PROVIDED DATA below:

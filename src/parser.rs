//! Record parsing: one line into a key and a [`Measurement`].
//!
//! A line is split at the *last* delimiter, so keys may contain the delimiter
//! while values never do.

use crate::error::{RbrcError, Result};
use crate::measurement::Measurement;
use crate::tokenizer::Line;
use memchr::memrchr;

/// Default field delimiter
pub const DEFAULT_DELIMITER: u8 = b';';

/// A parsed record, borrowing its key from the input buffer
#[derive(Debug, Clone, Copy, PartialEq, Eq)]
pub struct Record<'a> {
    pub key: &'a [u8],
    pub value: Measurement,
}

/// What the fold does with a line that fails to parse
#[derive(Debug, Clone, Copy, PartialEq, Eq, Default)]
pub enum RecordPolicy {
    /// Abort the run on the first bad record
    #[default]
    Strict,
    /// Skip bad records and count them
    Lenient,
}

/// Parsing options shared by every line of a run
#[derive(Debug, Clone, Copy, PartialEq, Eq)]
pub struct ParseOptions {
    pub delimiter: u8,
    pub policy: RecordPolicy,
}

impl Default for ParseOptions {
    fn default() -> Self {
        Self {
            delimiter: DEFAULT_DELIMITER,
            policy: RecordPolicy::Strict,
        }
    }
}

/// Split a line into key and value
///
/// # Errors
/// * `MalformedRecord` when the delimiter is missing or the key is not valid
///   UTF-8. An empty key is a key like any other.
/// * `UnparsableValue` when the value is not a decimal number
pub fn parse_record(line: Line<'_>, delimiter: u8) -> Result<Record<'_>> {
    let bytes = line.bytes;
    let split = memrchr(delimiter, bytes)
        .ok_or_else(|| RbrcError::malformed(line.offset, bytes, "missing delimiter"))?;

    let key = &bytes[..split];
    let value = &bytes[split + 1..];

    if std::str::from_utf8(key).is_err() {
        return Err(RbrcError::malformed(
            line.offset,
            bytes,
            "key is not valid UTF-8",
        ));
    }

    let value = Measurement::parse(value)
        .ok_or_else(|| RbrcError::unparsable(line.offset + split + 1, value))?;

    Ok(Record { key, value })
}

End of PROVIDED DATA.

Copy all of the data exactly.

EXERCISE ANSWER »
filename src/parser.rs
//! Record parsing: one line into a key and a [`Measurement`].
//!
//! A line is split at the *last* delimiter, so keys may contain the delimiter
//! while values never do.

use crate::error::{RbrcError, Result};
use crate::measurement::Measurement;
use crate::tokenizer::Line;
use memchr::memrchr;

/// Default field delimiter
pub const DEFAULT_DELIMITER: u8 = b';';

/// A parsed record, borrowing its key from the input buffer
#[derive(Debug, Clone, Copy, PartialEq, Eq)]
pub struct Record<'a> {
    pub key: &'a [u8],
    pub value: Measurement,
}

/// What the fold does with a line that fails to parse
#[derive(Debug, Clone, Copy, PartialEq, Eq, Default)]
pub enum RecordPolicy {
    /// Abort the run on the first bad record
    #[default]
    Strict,
    /// Skip bad records and count them
    Lenient,
}

/// Parsing options shared by every line of a run
#[derive(Debug, Clone, Copy, PartialEq, Eq)]
pub struct ParseOptions {
    pub delimiter: u8,
    pub policy: RecordPolicy,
}

impl Default for ParseOptions {
    fn default() -> Self {
        Self {
            delimiter: DEFAULT_DELIMITER,
            policy: RecordPolicy::Strict,
        }
    }
}

/// Split a line into key and value
///
/// # Errors
/// * `MalformedRecord` when the delimiter is missing or the key is not valid
///   UTF-8. An empty key is a key like any other.
/// * `UnparsableValue` when the value is not a decimal number
pub fn parse_record(line: Line<'_>, delimiter: u8) -> Result<Record<'_>> {
    let bytes = line.bytes;
    let split = memrchr(delimiter, bytes)
        .ok_or_else(|| RbrcError::malformed(line.offset, bytes, "missing delimiter"))?;

    let key = &bytes[..split];
    let value = &bytes[split + 1..];

    if std::str::from_utf8(key).is_err() {
        return Err(RbrcError::malformed(
            line.offset,
            bytes,
            "key is not valid UTF-8",
        ));
    }

    let value = Measurement::parse(value)
        .ok_or_else(|| RbrcError::unparsable(line.offset + split + 1, value))?;

    Ok(Record { key, value })
}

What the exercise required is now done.